This level has a bug | Defend the Web

hermodr
10 years ago

0

I’m using a tool cal Tem*Da the i modified something there, but the page doesn’t works neither count a failed tries

0x174n14
10 years ago

0

Temper* doesn’t work with this chall, but the principe is good.

Mugi [Mugiwara27]
10 years ago

0

Search how to send something to a webpage with Html :) and look over threads too

You have an error in your SQL syntax; check the manual that corresponds to your MySQL server version for the right syntax to use near ‘\’‘ at line 1

Cyan Wind [freewind1012]
10 years ago | edited 10 years ago

0

This level does not have any bug. No one confirmed that Basic+ Level 3 could be 100% solved by that method from the start.

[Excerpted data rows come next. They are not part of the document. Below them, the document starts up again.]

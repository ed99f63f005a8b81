//! # Order Commands
//!
//! create / update / remove / get / list / by-product / reorder.

use serde::{Deserialize, Serialize};
use tracing::{debug, info};

use crate::error::ApiResult;
use crate::state::AppState;
use ledger_core::validation::validate_search_query;
use ledger_core::{list_orders, ListFilter, Order, OrderInput, OrderPage, OrderView, PageRequest, Scope};

#[derive(Debug, Clone, Serialize, Deserialize)]
#[serde(rename_all = "camelCase")]
pub struct OrderCreated {
    pub id: String,
}

/// Filters plus paging for `list_orders`.
#[derive(Debug, Clone, Default, Serialize, Deserialize)]
#[serde(rename_all = "camelCase", default)]
pub struct ListOrdersRequest {
    #[serde(flatten)]
    pub filter: ListFilter,
    pub page: Option<i64>,
    pub page_size: Option<i64>,
}

#[derive(Debug, Clone, Default, Serialize, Deserialize)]
#[serde(rename_all = "camelCase", default)]
pub struct ReorderRequest {
    /// Top of the list first.
    pub ids: Vec<String>,
    /// Index given to the first id; current time in milliseconds if absent.
    pub base: Option<i64>,
}

pub async fn create_order(
    state: &AppState,
    token: &str,
    scope: Scope,
    input: OrderInput,
) -> ApiResult<OrderCreated> {
    let session = state.authorize(token)?;
    debug!(tenant = %session.tenant_id, scope = scope.as_str(), "create_order command");

    let order = state.db().orders().create(&session.tenant_id, scope, &input).await?;
    Ok(OrderCreated { id: order.id })
}

pub async fn update_order(
    state: &AppState,
    token: &str,
    scope: Scope,
    id: &str,
    input: OrderInput,
) -> ApiResult<()> {
    let session = state.authorize(token)?;
    debug!(tenant = %session.tenant_id, order_id = %id, "update_order command");

    state.db().orders().update(&session.tenant_id, scope, id, &input).await?;
    Ok(())
}

pub async fn remove_order(state: &AppState, token: &str, scope: Scope, id: &str) -> ApiResult<()> {
    let session = state.authorize(token)?;
    debug!(tenant = %session.tenant_id, order_id = %id, "remove_order command");

    state.db().orders().remove(&session.tenant_id, scope, id).await?;
    Ok(())
}

/// The order with resolved items and computed totals, or `None` if it isn't
/// visible to the caller.
pub async fn get_order(
    state: &AppState,
    token: &str,
    scope: Scope,
    id: &str,
) -> ApiResult<Option<OrderView>> {
    let session = state.authorize(token)?;
    let order = state.db().orders().get(&session.tenant_id, scope, id).await?;
    Ok(order.map(OrderView::from))
}

/// One page of the filtered orders plus totals over every match.
pub async fn list_orders_page(
    state: &AppState,
    token: &str,
    scope: Scope,
    request: ListOrdersRequest,
) -> ApiResult<OrderPage> {
    let session = state.authorize(token)?;

    let mut filter = request.filter;
    if let Some(search) = filter.search.take() {
        let search = validate_search_query(&search)?;
        filter.search = (!search.is_empty()).then_some(search);
    }
    let page_request = PageRequest::new(request.page, request.page_size, state.config().page_size);

    let orders = state.db().orders().list_all(&session.tenant_id, scope).await?;
    let page = list_orders(orders, &filter, page_request);

    debug!(
        tenant = %session.tenant_id,
        scope = scope.as_str(),
        matched = page.pagination.total_items,
        page = page.pagination.page,
        "list_orders command"
    );
    Ok(page)
}

pub async fn orders_by_product(
    state: &AppState,
    token: &str,
    scope: Scope,
    product_id: &str,
) -> ApiResult<Vec<Order>> {
    let session = state.authorize(token)?;
    let orders = state
        .db()
        .orders()
        .by_product(&session.tenant_id, scope, product_id.trim())
        .await?;
    Ok(orders)
}

pub async fn reorder_orders(
    state: &AppState,
    token: &str,
    scope: Scope,
    request: ReorderRequest,
) -> ApiResult<()> {
    let session = state.authorize(token)?;

    state
        .db()
        .orders()
        .reorder(&session.tenant_id, scope, &request.ids, request.base)
        .await?;

    info!(tenant = %session.tenant_id, count = request.ids.len(), "reorder_orders command");
    Ok(())
}

// =============================================================================
// Unit Tests
// =============================================================================

#[cfg(test)]
mod tests {
    use super::*;
    use crate::commands::tests::{test_state, TOKEN_A, TOKEN_B};
    use crate::error::ErrorCode;
    use chrono::NaiveDate;
    use ledger_core::{OrderItemInput, Stage, TransportMode};

    fn input(title: &str, stage: Stage) -> OrderInput {
        OrderInput {
            title: title.to_string(),
            stage,
            items: vec![OrderItemInput {
                title: Some(title.to_string()),
                kolicina: Some(2.0),
                nabavna_cena: Some(10.0),
                prodajna_cena: Some(25.0),
                ..Default::default()
            }],
            customer_name: "Petar".to_string(),
            transport_cost: Some(5.0),
            my_profit_percent: Some(40.0),
            ..Default::default()
        }
    }

    #[tokio::test]
    async fn test_unknown_token_is_rejected_first() {
        let state = test_state().await;
        let err = create_order(&state, "bogus", Scope::Default, OrderInput::default())
            .await
            .unwrap_err();
        assert_eq!(err.code, ErrorCode::Unauthorized);
    }

    #[tokio::test]
    async fn test_pickup_with_transport_mode_is_rejected() {
        let state = test_state().await;
        let mut order = input("Lampa", Stage::Poruceno);
        order.pickup = true;
        order.transport_mode = Some(TransportMode::Smg);

        let err = create_order(&state, TOKEN_A, Scope::Default, order.clone())
            .await
            .unwrap_err();
        assert_eq!(err.code, ErrorCode::ValidationError);

        order.transport_mode = None;
        let created = create_order(&state, TOKEN_A, Scope::Default, order).await.unwrap();
        let view = get_order(&state, TOKEN_A, Scope::Default, &created.id)
            .await
            .unwrap()
            .unwrap();
        assert_eq!(view.order.transport_cost, None);
    }

    #[tokio::test]
    async fn test_oversized_line_total_is_a_validation_error() {
        let state = test_state().await;
        let mut order = input("Zlatna lampa", Stage::Poruceno);
        order.items[0].kolicina = Some(1e6);
        order.items[0].prodajna_cena = Some(1e14);

        let err = create_order(&state, TOKEN_A, Scope::Default, order).await.unwrap_err();
        assert_eq!(err.code, ErrorCode::ValidationError);

        // nothing was stored, so listing still works
        let page = list_orders_page(&state, TOKEN_A, Scope::Default, ListOrdersRequest::default())
            .await
            .unwrap();
        assert_eq!(page.pagination.total_items, 0);
    }

    #[tokio::test]
    async fn test_tenant_comes_from_session() {
        let state = test_state().await;
        let created = create_order(&state, TOKEN_A, Scope::Default, input("Lampa", Stage::Poruceno))
            .await
            .unwrap();

        assert!(get_order(&state, TOKEN_B, Scope::Default, &created.id)
            .await
            .unwrap()
            .is_none());

        let err = update_order(&state, TOKEN_B, Scope::Default, &created.id, input("X", Stage::Poruceno))
            .await
            .unwrap_err();
        assert_eq!(err.code, ErrorCode::Forbidden);

        let err = remove_order(&state, TOKEN_B, Scope::Default, &created.id).await.unwrap_err();
        assert_eq!(err.code, ErrorCode::Forbidden);

        remove_order(&state, TOKEN_A, Scope::Default, &created.id).await.unwrap();
    }

    #[tokio::test]
    async fn test_get_resolves_totals() {
        let state = test_state().await;
        let created = create_order(&state, TOKEN_A, Scope::Default, input("Lampa", Stage::LeglePare))
            .await
            .unwrap();

        let view = get_order(&state, TOKEN_A, Scope::Default, &created.id)
            .await
            .unwrap()
            .unwrap();
        // 2 × 25 − 2 × 10 − 5 transport = 25, 40% of it
        assert_eq!(view.summary.total_qty, 2);
        assert_eq!(view.profit.cents(), 2500);
        assert_eq!(view.my_share.cents(), 1000);
    }

    #[tokio::test]
    async fn test_list_totals_cover_every_page() {
        let state = test_state().await;
        for i in 0..3 {
            create_order(&state, TOKEN_A, Scope::Default, input(&format!("Lampa {}", i), Stage::Poslato))
                .await
                .unwrap();
        }
        create_order(&state, TOKEN_A, Scope::Default, input("Stolica", Stage::Poslato))
            .await
            .unwrap();

        let page = list_orders_page(
            &state,
            TOKEN_A,
            Scope::Default,
            ListOrdersRequest {
                filter: ListFilter {
                    search: Some("  LAMPA ".to_string()),
                    ..Default::default()
                },
                page: Some(1),
                page_size: Some(2),
            },
        )
        .await
        .unwrap();

        assert_eq!(page.items.len(), 2);
        assert_eq!(page.pagination.total_items, 3);
        assert_eq!(page.pagination.total_pages, 2);
        assert_eq!(page.totals.nabavno.cents(), 3 * 2000);
        assert_eq!(page.totals.prodajno.cents(), 3 * 5000);
    }

    #[tokio::test]
    async fn test_reversed_dates_match_ordered_dates() {
        let state = test_state().await;
        create_order(&state, TOKEN_A, Scope::Default, input("Lampa", Stage::Poruceno))
            .await
            .unwrap();

        let today = chrono::Utc::now().date_naive();
        let earlier = NaiveDate::from_ymd_opt(2020, 1, 1).unwrap();
        let request = |from, to| ListOrdersRequest {
            filter: ListFilter {
                date_from: Some(from),
                date_to: Some(to),
                ..Default::default()
            },
            ..Default::default()
        };

        let ordered = list_orders_page(&state, TOKEN_A, Scope::Default, request(earlier, today))
            .await
            .unwrap();
        let reversed = list_orders_page(&state, TOKEN_A, Scope::Default, request(today, earlier))
            .await
            .unwrap();
        assert_eq!(ordered.pagination.total_items, 1);
        assert_eq!(ordered, reversed);
    }

    #[tokio::test]
    async fn test_reorder_sequence_is_listed() {
        let state = test_state().await;
        let mut ids = Vec::new();
        for title in ["a", "b", "c"] {
            ids.push(
                create_order(&state, TOKEN_A, Scope::Default, input(title, Stage::Poruceno))
                    .await
                    .unwrap()
                    .id,
            );
        }

        let wanted = vec![ids[2].clone(), ids[0].clone(), ids[1].clone()];
        reorder_orders(
            &state,
            TOKEN_A,
            Scope::Default,
            ReorderRequest {
                ids: wanted.clone(),
                base: None,
            },
        )
        .await
        .unwrap();

        let page = list_orders_page(&state, TOKEN_A, Scope::Default, ListOrdersRequest::default())
            .await
            .unwrap();
        let listed: Vec<String> = page.items.iter().map(|v| v.order.id.clone()).collect();
        assert_eq!(listed, wanted);

        let err = reorder_orders(
            &state,
            TOKEN_B,
            Scope::Default,
            ReorderRequest {
                ids: wanted,
                base: Some(1),
            },
        )
        .await
        .unwrap_err();
        assert_eq!(err.code, ErrorCode::Forbidden);
    }

    #[tokio::test]
    async fn test_search_query_too_long() {
        let state = test_state().await;
        let request = ListOrdersRequest {
            filter: ListFilter {
                search: Some("x".repeat(101)),
                ..Default::default()
            },
            ..Default::default()
        };
        let err = list_orders_page(&state, TOKEN_A, Scope::Default, request).await.unwrap_err();
        assert_eq!(err.code, ErrorCode::ValidationError);
    }
}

![Image](https://www.hackthis.co.uk/user/userbar.png?user=freewind1012%20//%20Navigator)

hermodr
10 years ago

0

yes i used other method different to temper and it works, but i don’t understand why temepr doesn’t…

Luke [flabbyrabbit]
10 years ago

0

SSL I believe

0x174n14
10 years ago | edited 10 years ago

0

I think CSRF protection or other mechanism based on asynchronous request, because with Temper there is a delay between the modified request and others, but with basic method it’s the first request

Luke [flabbyrabbit]
10 years ago

0

It is actually quite a subtle reason. The SWF file sends the request to HTTP which in turn forwards the request to HTTPS to force SSL. This doesn’t forward the request along with the request so the data is lost.

0x174n14
10 years ago

0

ok, thx for explain ;)

Reply has been removed

foxcargo
9 years ago

0

Thanks
0x174n14

your csrf word make me google, and now i know there is better method after TD.
inspect element and insert code. Thank you.